Adriatici, ex responsabile della Sicurezza della sua città, la sera del 20 luglio 2021 ha sparato uccidendolo a Youns El Boussettaoui, un senzatetto marocchino di 39 anni. I due avevano avuto una colluttazione in piazza Meardi a Voghera. L'allora assessore era armato e nel cadere a terra aveva esploso un colpo. Il giudice ha trasmesso gli atti alla Procura, ritenendo che l'imputato debba essere giudicato per omicidio volontario. Non sarebbe quindi corretta l'imputazione di eccesso colposo di legittima difesa, sostenuta fin qui dal pm Roberto Valli e per cui l'accusa aveva chiesto una condanna a tre anni e mezzo di carcere. I legali del politico, gli avvocati Gabriele Pipicelli e Luca Gastini, avevano chiesto l'assoluzione. Dopo la lettura del dispositivo i genitori, i fratelli e le sorelle della vittima si sono abbracciati in lacrime e anche con gli avvocati di parte civile, Debora Piazza e Marco Romagnoli. Adriatici verrà giudicato dalla corte d'Assise, cui spettano i processo per omicidio, e non più dal giudice monocratico.

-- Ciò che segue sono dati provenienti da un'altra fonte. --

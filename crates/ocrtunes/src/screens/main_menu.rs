use anyhow::Result;
use ocrtunes_ui::prelude::*;
use rand::rngs::StdRng;
use rand::{Rng, SeedableRng};

use super::{Env, LIBRARY, MAIN_MENU, TUTORIAL};
use crate::validate::{self, SignUpForm, ValidationError};

const MAX_PARTICLES: usize = 5;
const SPAWN: Vec2 = Vec2::new(450.0, 500.0);
/// Particle speeds and lifetimes are in frames at this rate.
const FRAME_RATE: f32 = 60.0;

struct Particle {
    pos: Vec2,
    vel: Vec2,
    /// Frames left.
    life: f32,
    image: ImageId,
    size: f32,
}

/// Log-in and sign-up forms over a stream of rising particles.
pub struct MainMenu {
    core: SceneCore,
    env: Env,
    error: WidgetKey<TextField>,
    sign_up: WidgetKey<Button>,
    log_in: WidgetKey<Button>,
    s_username: WidgetKey<TextField>,
    s_password: WidgetKey<TextField>,
    s_confirm: WidgetKey<TextField>,
    l_username: WidgetKey<TextField>,
    l_password: WidgetKey<TextField>,
    particles: Vec<Particle>,
    rng: StdRng,
}

impl MainMenu {
    pub fn new(env: &Env) -> Result<Self> {
        let mut core = SceneCore::new(MAIN_MENU).with_background_image(Some(env.images.menu_bg));
        let w = &mut core.widgets;

        let error = w.add(super::label(850.0, 650.0, 500.0, 50.0, "", env.error_style(32.0))?);
        let action = env.style(BODY_SIZE).background(style::DARK_BLUE).active(style::NAVY);
        let sign_up = w.add(Button::new(&WidgetConfig::new(825.0, 550.0, 225.0, 50.0).text("Sign Up"), action.clone())?);
        let log_in = w.add(Button::new(&WidgetConfig::new(1150.0, 550.0, 225.0, 50.0).text("Log In"), action)?);

        let mut field = |x: f32, y: f32, text: &str| -> Result<WidgetKey<TextField>> {
            let cfg = WidgetConfig::new(x, y, 225.0, 50.0).text(text).editable(true).max_length(22);
            Ok(w.add(TextField::new(&cfg, env.style(BODY_SIZE))?))
        };
        let s_username = field(825.0, 330.0, "Username")?;
        let s_password = field(825.0, 390.0, "Password")?;
        let s_confirm = field(825.0, 450.0, "Confirm Password")?;
        let l_username = field(1150.0, 330.0, "Username")?;
        let l_password = field(1150.0, 390.0, "Password")?;

        Ok(Self {
            core,
            env: env.clone(),
            error,
            sign_up,
            log_in,
            s_username,
            s_password,
            s_confirm,
            l_username,
            l_password,
            particles: Vec::new(),
            rng: StdRng::from_entropy(),
        })
    }

    fn text(&self, key: WidgetKey<TextField>) -> Option<String> {
        self.core.widgets[key].value().map(str::to_owned)
    }

    fn fail(&mut self, message: &str) {
        self.core.widgets[self.error].set_text(message);
    }

    /// Clears both forms, announces the user and leaves for `to`.
    fn enter(&mut self, username: String, to: SceneId, ctx: &mut SceneCtx<'_>) {
        let w = &mut self.core.widgets;
        for key in [self.s_username, self.s_password, self.s_confirm, self.l_username, self.l_password] {
            w[key].reset();
        }
        w[self.error].set_text("");
        log::info!("signed in as {username}");
        ctx.broadcast(SceneMessage::SetUser(username));
        self.core.request(to);
    }

    fn try_log_in(&mut self, ctx: &mut SceneCtx<'_>) {
        let (username, password) = (self.text(self.l_username), self.text(self.l_password));
        match (username, password) {
            (Some(u), Some(p)) if self.env.store.borrow().login(&u, &p) => self.enter(u, LIBRARY, ctx),
            _ => self.fail(&ValidationError::BadCredentials.to_string()),
        }
    }

    fn try_sign_up(&mut self, ctx: &mut SceneCtx<'_>) {
        let (username, password, confirm) =
            (self.text(self.s_username), self.text(self.s_password), self.text(self.s_confirm));
        let form = SignUpForm { username: username.as_deref(), password: password.as_deref(), confirm: confirm.as_deref() };
        let checked = {
            let store = self.env.store.borrow();
            validate::sign_up(&form, |u| store.user_exists(u)).map(|(u, p)| (u.to_owned(), p.to_owned()))
        };
        let (username, password) = match checked {
            Ok(credentials) => credentials,
            Err(e) => return self.fail(&e.to_string()),
        };
        let saved = self.env.store.borrow_mut().sign_up(&username, &password);
        match saved {
            Ok(()) => self.enter(username, TUTORIAL, ctx),
            Err(e) => self.fail(&super::store_failure(&e)),
        }
    }

    fn step_particles(&mut self, dt: f32) {
        let frames = dt * FRAME_RATE;
        for p in &mut self.particles {
            p.pos += p.vel * frames;
            p.life -= frames;
        }
        self.particles.retain(|p| p.life > 0.0);
        if self.particles.len() < MAX_PARTICLES {
            let size = self.rng.gen_range(32..=72) as f32;
            let particle = Particle {
                pos: SPAWN,
                vel: Vec2::new(self.rng.gen_range(5..=20) as f32 / 8.0, -2.0),
                life: self.rng.gen_range(20..=100) as f32,
                image: self.env.images.particles[self.rng.gen_range(0..4)],
                size,
            };
            self.particles.push(particle);
        }
    }
}

impl Scene for MainMenu {
    fn core(&self) -> &SceneCore {
        &self.core
    }

    fn core_mut(&mut self) -> &mut SceneCore {
        &mut self.core
    }

    fn on_event(&mut self, event: &UiEvent, ctx: &mut SceneCtx<'_>) {
        if self.core.widgets.clicked(self.log_in, event) {
            self.try_log_in(ctx);
        } else if self.core.widgets.clicked(self.sign_up, event) {
            self.try_sign_up(ctx);
        }
    }

    fn update(&mut self, ctx: &LayoutCtx<'_>) {
        self.core.update(ctx);
        self.step_particles(ctx.dt);
    }

    fn render(&self, painter: &mut Painter<'_>, bounds: Rect) {
        self.core.draw_background(painter, bounds);
        self.core.draw_widgets(painter);
        for p in &self.particles {
            painter.image(p.image, Rect::new(p.pos.x, p.pos.y, p.size, p.size));
        }
    }
}
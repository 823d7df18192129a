//! Coordinate and geometry types shared across the renderer and UI.
//!
//! Canonical CPU space:
//! - Logical pixels (DPI-aware)
//! - Origin top-left
//! - +X right, +Y down

mod rect;
mod vec2;
mod viewport;

pub use rect::Rect;
pub use vec2::Vec2;
pub use viewport::Viewport;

Ci sono, ha detto il giudice in aula leggendo una lunga ordinanza, «gravi, precisi e concordanti indizi di omicidio a carico di Adriatici, quantomeno col dolo eventuale». È stato poi sottolineato più volte che l'ex assessore «ha accettato l'evento nefasto», cioè che il 39enne potesse morire. «Non si può parlare di legittima difesa - scrive ancora - perché fu lui a creare ed accettare una situazione di pericolo». Quella sera Adriatici ha agito da «privato cittadino», anche se data la sua lunga esperienza di poliziotto, avrebbe dovuto immaginare che si sarebbe messo in una condizione di pericolo.

Erano stati i legali della famiglia della vittima a chiedere l'imputazione di omicidio. La camera di consiglio è durata meno di due ore. Per Adriatici quella sera «non sussisteva - valuta ancora il giudice - un imminente pericolo di vita». Non solo. L'imputato «pur avendo dichiarato di aver percepito la pericolosità della situazione, ha scelto deliberatamente di non allontanarsi dal luogo dei fatti. Egli avrebbe potuto fuggire». E «in qualità di ex appartenente alle forze di polizia, con esperienza operativa pluriennale e pluridecorata, possedeva strumenti di valutazione certamente maggiori rispetto a quelli del comune uomo medio, non solo della personalità del proprio interlocutore (descritto come altamente pericoloso) ma anche degli indici di un eventuale previa assunzione di stupefacenti e delle reazioni che questi avrebbe potuto prevedibilmente attuare».

In questa situazione «non si vede quindi come il prevenuto abbia potuto decidere di

mostrare all'El Boussettaoui un'arma che sapeva essere carica e senza sicura, se non» mettendo in conto il rischio di nuocergli. Per l'avvocato Pipicelli, nell'ordinanza del giudice c'è «un totale travisamento dei fatti».